HK J Paediatr (New Series)
Vol 2. No. 1, 1997

HK J Paediatr (New Series) 1997;2:87

Proceedings of Scientific Meeting

Predictors for Gastrointestinal Structural Developmental Status in Intrauterine Growth-Retarded Newborn Rats

Q Zhang, HQ Li, HL Zheng


HK J Paediatr (new series) 1997;2:81-97

Chinese Paediatric Forum
Department of Paediatrics, The University of Hong Kong
November 15-17, 1996

The impact of intrauterine growth retardation (IUGR) on the gastrointestinal (GI) tract was examined. The effects of different timing and causes of IUGR were compared in newborn IUGR rats induced by two methods, maternal starvation from the 1st day (S1) or the 17th day (S17) of gestation until spontaneous delivery and uterine arterial ligation (HAL) on the 17th day of gestation. Tissue sections of the GI tract were made and analysed using a computerized image analyser.
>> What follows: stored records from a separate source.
#![allow(non_camel_case_types)]

use libc;

/// Get the interface index.
pub(crate) const SIOCGIFINDEX: libc::c_ulong = 0x8933;
/// Get the interface flags (`IFF_*`).
pub(crate) const SIOCGIFFLAGS: libc::c_ulong = 0x8913;
/// Get the hardware address and its family (`ARPHRD_*`).
pub(crate) const SIOCGIFHWADDR: libc::c_ulong = 0x8927;

#[repr(C)]
#[derive(Clone, Copy)]
pub(crate) struct ifmap {
    pub(crate) mem_start: libc::c_ulong,
    pub(crate) mem_end: libc::c_ulong,
    pub(crate) base_addr: libc::c_ushort,
    pub(crate) irq: libc::c_uchar,
    pub(crate) dma: libc::c_uchar,
    pub(crate) port: libc::c_uchar,
}

#[repr(C)]
pub(crate) union ifru {
    pub(crate) ifru_addr: libc::sockaddr,
    pub(crate) ifru_dstaddr: libc::sockaddr,
    pub(crate) ifru_netmask: libc::sockaddr,
    pub(crate) ifru_hwaddr: libc::sockaddr,
    pub(crate) ifru_flags: libc::c_short,
    pub(crate) ifru_ivalue: libc::c_int,
    pub(crate) ifru_mtu: libc::c_int,
    pub(crate) ifru_map: ifmap,
    pub(crate) ifru_slave: [libc::c_char; libc::IFNAMSIZ],
    pub(crate) ifru_newname: [libc::c_char; libc::IFNAMSIZ],
}

#[repr(C)]
pub(crate) union ifrn {
    pub(crate) ifrn_name: [libc::c_char; libc::IFNAMSIZ],
}

#[repr(C)]
pub(crate) struct ifreq {
    pub(crate) ifr_ifrn: ifrn,
    pub(crate) ifr_ifru: ifru,
}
The absolute values for GI tissue weight and relative values for GI tissue weight per unit body weight, absolute and relative values for intestinal length, intestinal diameter, GI mucosal absolute values and relative values for GI mucosal volume and absorptive area were significantly reduced in IUGR rats. The S17 group were lighter, shorter, thinner and had less mucus volume in the GI tract compared with S1 IUGR rats matched for body weight and body length, although the absolute and relative values for intestinal mucosal absorptive area were similar. The GI tissue weight, mucosal volume and absorptive area were obviously higher in S17 IUGR rats than in HAL rats matched for body weight and length; they were also higher in the normal body length rats than in the short rats in these two groups. For all the IUGR rats together, GI tissue weight correlated with body weight but not with body length, while the absolute and relative values for intestinal length and relative GI tissue weight correlated with body length but not with body weight. These results demonstrate that late-occurring IUGR or the obviously decreased placenta-uterus perfusion predicts relatively severe GI damage in similarly somatically developed newborn IDGR rats. Also, body length predicts the extent of impairment of the GI tract more closely than does body weight.